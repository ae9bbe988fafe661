//! Credentials from a kubeconfig file

use super::{AuthError, CredentialOrigin, CredentialSource};
use async_trait::async_trait;
use kube::config::{KubeConfigOptions, Kubeconfig};
use kube::Config;
use std::path::PathBuf;

/// Reads credentials from a kubeconfig file on disk
#[derive(Debug, Clone, Default)]
pub struct KubeconfigSource {
    path: Option<PathBuf>,
    context: Option<String>,
}

impl KubeconfigSource {
    /// `None` means no path could be determined; loading then fails and the
    /// resolver moves on.
    pub fn new(path: Option<PathBuf>) -> Self {
        Self {
            path,
            context: None,
        }
    }

    /// Use a named context instead of `current-context`
    pub fn with_context(mut self, context: Option<String>) -> Self {
        self.context = context;
        self
    }
}

#[async_trait]
impl CredentialSource for KubeconfigSource {
    fn origin(&self) -> CredentialOrigin {
        CredentialOrigin::Kubeconfig
    }

    async fn load(&self) -> Result<Config, AuthError> {
        let path = self.path.as_ref().ok_or_else(|| {
            AuthError::source_failed(self.origin(), "no kubeconfig path available")
        })?;

        let kubeconfig =
            Kubeconfig::read_from(path).map_err(|e| AuthError::source_failed(self.origin(), e))?;

        let options = KubeConfigOptions {
            context: self.context.clone(),
            ..Default::default()
        };

        Config::from_custom_kubeconfig(kubeconfig, &options)
            .await
            .map_err(|e| {
                AuthError::source_failed(self.origin(), format!("{}: {}", path.display(), e))
            })
    }
}
use async_trait::async_trait;
use dashmap::DashMap;
use serde::de::DeserializeOwned;
use serde::Serialize;
use serde_json::Value;
use std::future::Future;
use std::sync::Arc;
use std::time::Duration;

use crate::errors::{BridgeError, BridgeResult};

/// Bounded exponential backoff for transient failures.
///
/// Permanent errors (per [`BridgeError::is_retryable`]) propagate on the
/// first attempt; transient ones are retried up to `max_attempts` with a
/// doubling delay capped at `max_delay`.
#[derive(Debug, Clone)]
pub struct RetryPolicy {
    pub max_attempts: u32,
    pub base_delay: Duration,
    pub max_delay: Duration,
}

impl Default for RetryPolicy {
    fn default() -> Self {
        Self {
            max_attempts: 4,
            base_delay: Duration::from_millis(100),
            max_delay: Duration::from_secs(5),
        }
    }
}

impl RetryPolicy {
    /// Delay before the attempt after `retries_used` failures.
    pub fn backoff_delay(&self, retries_used: u32) -> Duration {
        let base_ms = self.base_delay.as_millis();
        if base_ms == 0 {
            return Duration::from_millis(0);
        }
        let max_ms = self.max_delay.as_millis().max(base_ms);
        let shift = retries_used.min(20);
        let backoff_ms = base_ms.saturating_mul(1u128 << shift).min(max_ms);
        Duration::from_millis(u64::try_from(backoff_ms).unwrap_or(u64::MAX))
    }

    /// Run `f`, retrying transient failures per this policy.
    pub async fn run<T, F, Fut>(&self, operation: &str, f: F) -> BridgeResult<T>
    where
        F: Fn() -> Fut,
        Fut: Future<Output = BridgeResult<T>>,
    {
        let attempts = self.max_attempts.max(1);
        let mut retries_used = 0;
        loop {
            match f().await {
                Ok(value) => return Ok(value),
                Err(e) if e.is_retryable() && retries_used + 1 < attempts => {
                    let delay = self.backoff_delay(retries_used);
                    retries_used += 1;
                    tracing::warn!(
                        operation,
                        error = %e,
                        retry_attempt = retries_used,
                        retry_in_ms = delay.as_millis() as u64,
                        "retrying after transient error"
                    );
                    tokio::time::sleep(delay).await;
                }
                Err(e) => return Err(e),
            }
        }
    }
}

/// Persistence for completed step results, keyed by run id + step name.
#[async_trait]
pub trait StepCache: Send + Sync {
    async fn get(&self, key: &str) -> BridgeResult<Option<Value>>;
    async fn put(&self, key: &str, value: Value) -> BridgeResult<()>;
}

/// In-process step cache. Survives replays within a process; production
/// deployments back this with the same engine as the task store.
pub struct MemoryStepCache {
    entries: DashMap<String, Value>,
}

impl MemoryStepCache {
    pub fn new() -> Self {
        Self {
            entries: DashMap::new(),
        }
    }
}

impl Default for MemoryStepCache {
    fn default() -> Self {
        Self::new()
    }
}

#[async_trait]
impl StepCache for MemoryStepCache {
    async fn get(&self, key: &str) -> BridgeResult<Option<Value>> {
        Ok(self.entries.get(key).map(|entry| entry.clone()))
    }

    async fn put(&self, key: &str, value: Value) -> BridgeResult<()> {
        self.entries.insert(key.to_string(), value);
        Ok(())
    }
}

/// At-most-once-side-effect execution of workflow steps.
///
/// `step(name, fn)` runs `fn` on first invocation and caches the result
/// under the wrapper's run id plus `name`; any replay with the same key
/// returns the cached value without invoking `fn` again. This is what
/// keeps a retried workflow from re-rolling dice or re-charging an API.
pub struct DurableStepWrapper {
    cache: Arc<dyn StepCache>,
    run_id: String,
    policy: RetryPolicy,
}

impl DurableStepWrapper {
    pub fn new(run_id: impl Into<String>, cache: Arc<dyn StepCache>) -> Self {
        Self {
            cache,
            run_id: run_id.into(),
            policy: RetryPolicy::default(),
        }
    }

    pub fn with_policy(mut self, policy: RetryPolicy) -> Self {
        self.policy = policy;
        self
    }

    pub fn run_id(&self) -> &str {
        &self.run_id
    }

    pub fn policy(&self) -> &RetryPolicy {
        &self.policy
    }

    fn step_key(&self, name: &str) -> String {
        format!("{}::{}", self.run_id, name)
    }

    /// Execute `f` once per step key, replay-safe.
    ///
    /// Transient failures of `f` are retried per the policy before anything
    /// is cached; only a successful result is recorded. Permanent errors
    /// propagate immediately and leave the step un-cached, so a later
    /// replay may try again.
    pub async fn step<T, F, Fut>(&self, name: &str, f: F) -> BridgeResult<T>
    where
        T: Serialize + DeserializeOwned,
        F: Fn() -> Fut,
        Fut: Future<Output = BridgeResult<T>>,
    {
        let key = self.step_key(name);

        if let Some(cached) = self.cache.get(&key).await? {
            tracing::debug!(step = name, run_id = %self.run_id, "replaying cached step result");
            return serde_json::from_value(cached).map_err(|e| BridgeError::Serialization {
                format: "json".to_string(),
                reason: format!("cached step result for '{key}' is corrupt: {e}"),
            });
        }

        let value = self.policy.run(name, &f).await?;
        self.cache.put(&key, serde_json::to_value(&value)?).await?;
        Ok(value)
    }
}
========================================
WORK TO BE COMPLETED:
Would you print the line containing "un-cached, so a later" and every line after it up to the end of the listing above, exactly, and nothing else?

WRITTEN SOLUTION:
    /// propagate immediately and leave the step un-cached, so a later
    /// replay may try again.
    pub async fn step<T, F, Fut>(&self, name: &str, f: F) -> BridgeResult<T>
    where
        T: Serialize + DeserializeOwned,
        F: Fn() -> Fut,
        Fut: Future<Output = BridgeResult<T>>,
    {
        let key = self.step_key(name);

        if let Some(cached) = self.cache.get(&key).await? {
            tracing::debug!(step = name, run_id = %self.run_id, "replaying cached step result");
            return serde_json::from_value(cached).map_err(|e| BridgeError::Serialization {
                format: "json".to_string(),
                reason: format!("cached step result for '{key}' is corrupt: {e}"),
            });
        }

        let value = self.policy.run(name, &f).await?;
        self.cache.put(&key, serde_json::to_value(&value)?).await?;
        Ok(value)
    }
}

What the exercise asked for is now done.